> _Information shown_

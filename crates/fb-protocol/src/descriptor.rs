//! Static per-adapter metadata.

use serde::Serialize;

/// Stable protocol identifiers used for dispatch and attribute lookups.
pub mod protocol_id {
    /// SAML 2.0 Web Browser SSO.
    pub const SAML2: &str = "saml2";
    /// OpenID Authentication 2.0.
    pub const OPENID: &str = "openid";
    /// WS-Federation passive requestor profile.
    pub const WS_FEDERATION: &str = "ws-federation";
}

/// Capabilities an adapter may offer.
#[derive(Debug, Clone, Copy, PartialEq, Eq, Hash, Serialize)]
#[serde(rename_all = "snake_case")]
pub enum Capability {
    /// Reports a stable protocol id.
    Identify,
    /// Builds authentication requests.
    Initiate,
    /// Validates authentication responses.
    Complete,
    /// Converts protocol attributes to the generic map.
    MapAttributes,
    /// Requests are signed through the request signer.
    SignedRequests,
    /// Tokens can be validated by an external security token service.
    TokenServiceValidation,
    /// Attributes can be requested explicitly in the authentication request.
    AttributeRequest,
}

/// Protocol identifier and capability set of one adapter.
///
/// Built once at startup; read-only afterwards.
#[derive(Debug, Clone, PartialEq, Eq, Serialize)]
pub struct ProtocolDescriptor {
    /// Protocol id.
    pub id: &'static str,
    /// Human-readable protocol name.
    pub name: &'static str,
    /// Offered capabilities.
    pub capabilities: Vec<Capability>,
}

impl ProtocolDescriptor {
    /// Capabilities every adapter offers.
    pub const BASE_CAPABILITIES: [Capability; 4] = [
        Capability::Identify,
        Capability::Initiate,
        Capability::Complete,
        Capability::MapAttributes,
    ];

    /// Creates a descriptor with the base capabilities.
    #[must_use]
    pub fn new(id: &'static str, name: &'static str) -> Self {
        Self {
            id,
            name,
            capabilities: Self::BASE_CAPABILITIES.to_vec(),
        }
    }

    /// Adds a capability.
    #[must_use]
    pub fn with_capability(mut self, capability: Capability) -> Self {
        if !self.capabilities.contains(&capability) {
            self.capabilities.push(capability);
        }
        self
    }

    /// Checks if the adapter offers a capability.
    #[must_use]
    pub fn supports(&self, capability: Capability) -> bool {
        self.capabilities.contains(&capability)
    }
}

> _Work to complete_
Return, exactly as they stand, the lines from the start of the records above through the line with "pub const OPENID: &str", both ends included, and no other lines.

> _Response below_
filename crates/fb-protocol/src/descriptor.rs
//! Static per-adapter metadata.

use serde::Serialize;

/// Stable protocol identifiers used for dispatch and attribute lookups.
pub mod protocol_id {
    /// SAML 2.0 Web Browser SSO.
    pub const SAML2: &str = "saml2";
    /// OpenID Authentication 2.0.
    pub const OPENID: &str = "openid";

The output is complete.